Technology announced a new model of communication and a new set of conventional wisdoms. "Television is over," said the new voice of technology. Facebook and Google masterminded the new approach: personalised, customised, essentially private communication. The new mantra was 'right person, right message, right mood, and right time'. And customers were expected to value this in contrast to 'intrusive', untargeted, traditional television. So seductive is this notion that millions of pounds of the marketing budget were siphoned into the ever-expanding maw of the tech giants with the promise of more effective communication.

But digital activity, which we can call 'activation', only dealt with customer targeting. It had little to do with the process of brand-building. No one ever made such an exaggerated claim for direct mail as the tech giants made for digital messaging. Traditional direct mail was always a short-term tactical tool and digital messaging is much the same.

A changed landscape of cultural meanings

So what is to be done? Here we return to the importance of specific types of meanings and the need to see how meaning transfer is working in our much more complex and fragmented world. As always, we look at what national culture provides and how that culture is different from the stability of decades ago. Gender roles are fluid and class exists, but is more opaque. Rituals of daily life are fragmented and individual.

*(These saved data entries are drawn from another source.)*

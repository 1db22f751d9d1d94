// SPDX-License-Identifier: PMPL-1.0-or-later
// Copyright (c) 2026 Jonathan D.A. Jewell (hyperpolymath) <jonathan.jewell@open.ac.uk>
//
// Unified error types for printdesk.
//
// Every backend failure is converted into a `PrintdeskError` value before it
// crosses back into the orchestrator. The `Display` text of each variant is
// the message shown verbatim to the caller.

use serde::{Deserialize, Serialize};
use thiserror::Error;

/// Top-level error type for all printdesk operations.
#[derive(Debug, Error)]
pub enum PrintdeskError {
    // -- Access --
    #[error("Authentication required")]
    AuthRequired,

    // -- Setup --
    /// A required printer/device identifier is missing or a tool is not installed.
    #[error("{0}")]
    Configuration(String),

    #[error("failed to load configuration: {0}")]
    ConfigLoad(String),

    // -- Job validation --
    #[error("File type {} not allowed", display_extension(.0))]
    UnsupportedFileType(String),

    // -- Device --
    /// The OS command exited non-zero or the OS automation layer raised.
    #[error("{detail}")]
    DeviceCommand { tool: String, detail: String },

    #[error("{tool} did not finish within {secs}s")]
    Timeout { tool: String, secs: u64 },

    // -- Scan artifacts --
    #[error("Error processing scan: {0}")]
    PostProcessing(String),

    // -- Plumbing --
    #[error("file I/O error: {0}")]
    Io(#[from] std::io::Error),

    #[error("serialization error: {0}")]
    Serialization(#[from] serde_json::Error),
}

fn display_extension(ext: &str) -> &str {
    if ext.is_empty() { "(none)" } else { ext }
}

/// Stable tag for an error, carried in job reports so operators can tell
/// a hung tool from a failing one without parsing messages.
#[derive(Debug, Clone, Copy, PartialEq, Eq, Serialize, Deserialize)]
#[serde(rename_all = "snake_case")]
pub enum ErrorKind {
    AuthRequired,
    Configuration,
    UnsupportedFileType,
    DeviceCommand,
    Timeout,
    PostProcessing,
    Internal,
}

impl PrintdeskError {
    /// Build a device error for `tool` with the given diagnostic text.
    pub fn device(tool: impl Into<String>, detail: impl Into<String>) -> Self {
        Self::DeviceCommand {
            tool: tool.into(),
            detail: detail.into(),
        }
    }

    pub fn kind(&self) -> ErrorKind {
        match self {
            Self::AuthRequired => ErrorKind::AuthRequired,
            Self::Configuration(_) | Self::ConfigLoad(_) => ErrorKind::Configuration,
            Self::UnsupportedFileType(_) => ErrorKind::UnsupportedFileType,
            Self::DeviceCommand { .. } => ErrorKind::DeviceCommand,
            Self::Timeout { .. } => ErrorKind::Timeout,
            Self::PostProcessing(_) => ErrorKind::PostProcessing,
            Self::Io(_) | Self::Serialization(_) => ErrorKind::Internal,
        }
    }
}

/// Alias used throughout the codebase.
pub type Result<T> = std::result::Result<T, PrintdeskError>;
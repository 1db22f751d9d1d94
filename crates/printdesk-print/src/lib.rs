// SPDX-License-Identifier: PMPL-1.0-or-later
// Copyright (c) 2026 Jonathan D.A. Jewell (hyperpolymath) <jonathan.jewell@open.ac.uk>
//
// printdesk Print: the print capability and its two platform variants
// (CUPS `lp` on POSIX, the shell print verb on Windows), plus discovery of
// the printers each platform knows about.

pub mod backend;
pub mod cups;
pub mod discovery;
pub mod windows;

pub use backend::{Delivery, PrintBackend, PrintReceipt};
pub use cups::CupsPrintBackend;
pub use discovery::{PrinterDiscovery, PrinterInfo};
pub use windows::ShellPrintBackend;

Add to this the relentless and constantly shifting growth of popular culture – not to mention the echo chamber of social media where everyone's opinion counts, if only to their friends. This is a messy world from which to draw established, lasting brand meanings of the sort we saw in the past.

But here is where a whole class of other meanings are to be mined which characterise our age with increasing insistence. A dominant feature of the millennial generation, which I believe will be carried with them through life, is a demand for social, moral and ethical purpose. We may be seeing increasingly programmatic (automatic) consumption but we are also seeing an increase in social (Dove), environmental (Innocent) and sustainable (Marks & Spencer and others) consumption, specifically chosen for social values. The important difference between these kinds of meanings and those of the long-distant past is that brand owners must behave consonantly with them.

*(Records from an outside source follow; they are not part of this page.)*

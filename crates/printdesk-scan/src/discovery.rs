// SPDX-License-Identifier: PMPL-1.0-or-later
// Copyright (c) 2026 Jonathan D.A. Jewell (hyperpolymath) <jonathan.jewell@open.ac.uk>
//
// Scanner discovery: `scanimage -L` on POSIX, WIA `DeviceInfos` on Windows.

use std::sync::Arc;
use std::time::Duration;

use printdesk_core::command::{CommandRunner, CommandSpec, powershell};
use printdesk_core::types::Platform;
use serde::{Deserialize, Serialize};
use tracing::{debug, warn};

use crate::sane::SCANIMAGE;

const DISCOVERY_TIMEOUT: Duration = Duration::from_secs(30);

const WIA_ENUMERATION: &str = r#"$manager = New-Object -ComObject WIA.DeviceManager
$i = 0
foreach ($info in $manager.DeviceInfos) {
  try { $name = $info.Properties.Item('Name').Value } catch { $name = 'Unknown device' }
  Write-Output ("{0}`t{1}" -f $i, $name)
  $i++
}"#;

/// How to address a scanner from configuration.
#[derive(Debug, Clone, PartialEq, Eq, Serialize, Deserialize)]
#[serde(tag = "kind", rename_all = "snake_case")]
pub enum ScannerId {
    /// SANE device string for `scanning.unix_device_name`.
    Sane { device: String },
    /// WIA index for `scanning.device_num`.
    Wia { index: u32 },
}

impl std::fmt::Display for ScannerId {
    fn fmt(&self, f: &mut std::fmt::Formatter<'_>) -> std::fmt::Result {
        match self {
            Self::Sane { device } => f.write_str(device),
            Self::Wia { index } => write!(f, "{index}"),
        }
    }
}

#[derive(Debug, Clone, PartialEq, Eq, Serialize, Deserialize)]
pub struct ScannerInfo {
    pub id: ScannerId,
    pub description: String,
}

/// Lists scanners for the `devices` helper.
pub struct ScannerDiscovery {
    runner: Arc<dyn CommandRunner>,
    platform: Platform,
}

impl ScannerDiscovery {
    pub fn new(runner: Arc<dyn CommandRunner>, platform: Platform) -> Self {
        Self { runner, platform }
    }

    pub async fn scanners(&self) -> Vec<ScannerInfo> {
        let scanners = match self.platform {
            Platform::Posix => self.sane_scanners().await,
            Platform::Windows => self.wia_scanners().await,
        };
        debug!(count = scanners.len(), "scanners discovered");
        scanners
    }

    async fn sane_scanners(&self) -> Vec<ScannerInfo> {
        let spec = CommandSpec::new(SCANIMAGE, DISCOVERY_TIMEOUT).arg("-L");
        match self.runner.run(&spec).await {
            Ok(out) => {
                // scanimage -L exits non-zero when nothing is attached but may
                // still have listed network devices.
                if !out.success {
                    warn!(detail = out.diagnostic(), "scanimage -L exited with an error");
                }
                parse_scanimage_list(&out.stdout)
            }
            Err(e) => {
                warn!(
                    error = %e,
                    "scanimage unavailable; install SANE (sane-utils) to list scanners"
                );
                Vec::new()
            }
        }
    }

    async fn wia_scanners(&self) -> Vec<ScannerInfo> {
        match self.runner.run(&powershell(WIA_ENUMERATION, DISCOVERY_TIMEOUT)).await {
            Ok(out) if out.success => parse_wia_list(&out.stdout),
            Ok(out) => {
                warn!(detail = out.diagnostic(), "WIA enumeration failed");
                Vec::new()
            }
            Err(e) => {
                warn!(error = %e, "cannot list WIA scanners");
                Vec::new()
            }
        }
    }
}

/// Devices from `scanimage -L` ("device `epson2:net:10.0.0.5' is a Epson PID flatbed scanner").
pub fn parse_scanimage_list(stdout: &str) -> Vec<ScannerInfo> {
    stdout
        .lines()
        .filter_map(|line| {
            let rest = line.trim().strip_prefix("device `")?;
            let (device, rest) = rest.split_once('\'')?;
            let description = rest
                .trim()
                .strip_prefix("is a ")
                .unwrap_or(rest.trim())
                .to_owned();
            Some(ScannerInfo {
                id: ScannerId::Sane {
                    device: device.to_owned(),
                },
                description,
            })
        })
        .collect()
}

/// Tab-separated `index<TAB>name` rows from the WIA enumeration script.
pub fn parse_wia_list(stdout: &str) -> Vec<ScannerInfo> {
    stdout
        .lines()
        .filter_map(|line| {
            let (index, name) = line.trim_end().split_once('\t')?;
            Some(ScannerInfo {
                id: ScannerId::Wia {
                    index: index.trim().parse().ok()?,
                },
                description: name.trim().to_owned(),
            })
        })
        .collect()
}

#[cfg(test)]
mod tests {
    use super::*;
    use printdesk_core::command::testing::{Scripted, ScriptedRunner};

    const SCANIMAGE_L: &str = "device `epson2:libusb:001:004' is a Epson GT-S50 flatbed scanner\n\
device `airscan:e0:HP LaserJet MFP' is a eSCL HP LaserJet MFP ip=10.0.0.7\n";

    #[test]
    fn parses_scanimage_devices() {
        let devices = parse_scanimage_list(SCANIMAGE_L);
        assert_eq!(devices.len(), 2);
        assert_eq!(
            devices[0].id,
            ScannerId::Sane {
                device: "epson2:libusb:001:004".into()
            }
        );
        assert_eq!(devices[0].description, "Epson GT-S50 flatbed scanner");
        assert_eq!(devices[1].id.to_string(), "airscan:e0:HP LaserJet MFP");
    }

    #[test]
    fn ignores_non_device_lines() {
        let out = "\nNo scanners were identified. If you were expecting something different,\n";
        assert!(parse_scanimage_list(out).is_empty());
    }

    #[test]
    fn parses_wia_rows() {
        let devices = parse_wia_list("0\tCanon LiDE 300\r\n1\tUnknown device\r\n");
        assert_eq!(devices.len(), 2);
        assert_eq!(devices[1].id, ScannerId::Wia { index: 1 });
        assert_eq!(devices[0].description, "Canon LiDE 300");
    }

    #[tokio::test]
    async fn parses_stdout_even_on_failure() {
        let runner = Arc::new(ScriptedRunner::new());
        runner.push(Scripted::Exit {
            code: 1,
            stdout: SCANIMAGE_L.into(),
            stderr: "scanimage: sane_open failed".into(),
            file_bytes: None,
        });

        let scanners = ScannerDiscovery::new(runner.clone(), Platform::Posix)
            .scanners()
            .await;
        assert_eq!(scanners.len(), 2);
        assert_eq!(runner.calls()[0].args, vec!["-L"]);
    }

    #[tokio::test]
    async fn missing_scanimage_yields_empty_list() {
        let runner = Arc::new(ScriptedRunner::new());
        runner.push(Scripted::NotFound);

        let scanners = ScannerDiscovery::new(runner.clone(), Platform::Posix)
            .scanners()
            .await;
        assert!(scanners.is_empty());
    }
}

Our age makes much greater demands on brand owners. Whether it is a concern for sustainability in a world of limited resources, for truthfulness in the face of deception or a longing for artisan craft and individualism in an age of mass industrial manufacture, consumers can now easily see through the PR and marketing hype. The sophistication that consumers bring to the marketplace also carries with it demands for transparency and for a closer relationship with providers.

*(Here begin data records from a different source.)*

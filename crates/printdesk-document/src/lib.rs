// SPDX-License-Identifier: PMPL-1.0-or-later
// Copyright (c) 2026 Jonathan D.A. Jewell (hyperpolymath) <jonathan.jewell@open.ac.uk>
//
// printdesk-document: post-processing for captured scans.
//
// Derives a single-page 300 DPI PDF from each scanned image, decodes the
// image for preview, and inspects PDFs to confirm their geometry.

pub mod image;
pub mod pdf;
pub mod postprocess;

pub use ::image::DynamicImage;
pub use pdf::{PdfInfo, ScanPdfWriter, inspect_pdf};
pub use postprocess::{ProcessedScan, ScanPostProcessor};
// SPDX-License-Identifier: PMPL-1.0-or-later
// Copyright (c) 2026 Jonathan D.A. Jewell (hyperpolymath) <jonathan.jewell@open.ac.uk>
//
// printdesk-service: the job layer between the presentation surface and the
// platform backends.

pub mod backends;
pub mod devices;
pub mod orchestrator;
pub mod report;

pub use backends::Backends;
pub use devices::DeviceInventory;
pub use orchestrator::{JobOrchestrator, SCAN_COMPLETED, ScanArtifacts};
pub use report::JobReport;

These kinds of moral, social and ethical meanings are neither shallow nor transitory; they have depth and staying power. This is not to disregard the specific brand-related meanings that have been adopted by brands that suit their particular product sector – such as those adopted by Apple, Red Bull, Nike+, successful alcoholic drinks brands such as Johnnie Walker, services such as First Direct or Comparethemarket.com or retailers such as John Lewis or McDonald's. All have a mix of media but none loses sight of the essential brand and its unique meanings.

Conclusion

We are now in danger of having the worst of both worlds. Not only are cultural meanings less stable, less deep and less lasting, we have fallen for the notion that private messages are the secret of brand promotion.

Brands must have meanings that are shared or they are no more than bald products, destined to fall prey to the value extraction of price competition. And the challenge is not only to identify these meanings but to find ways of embedding them so they become public and widely recognised.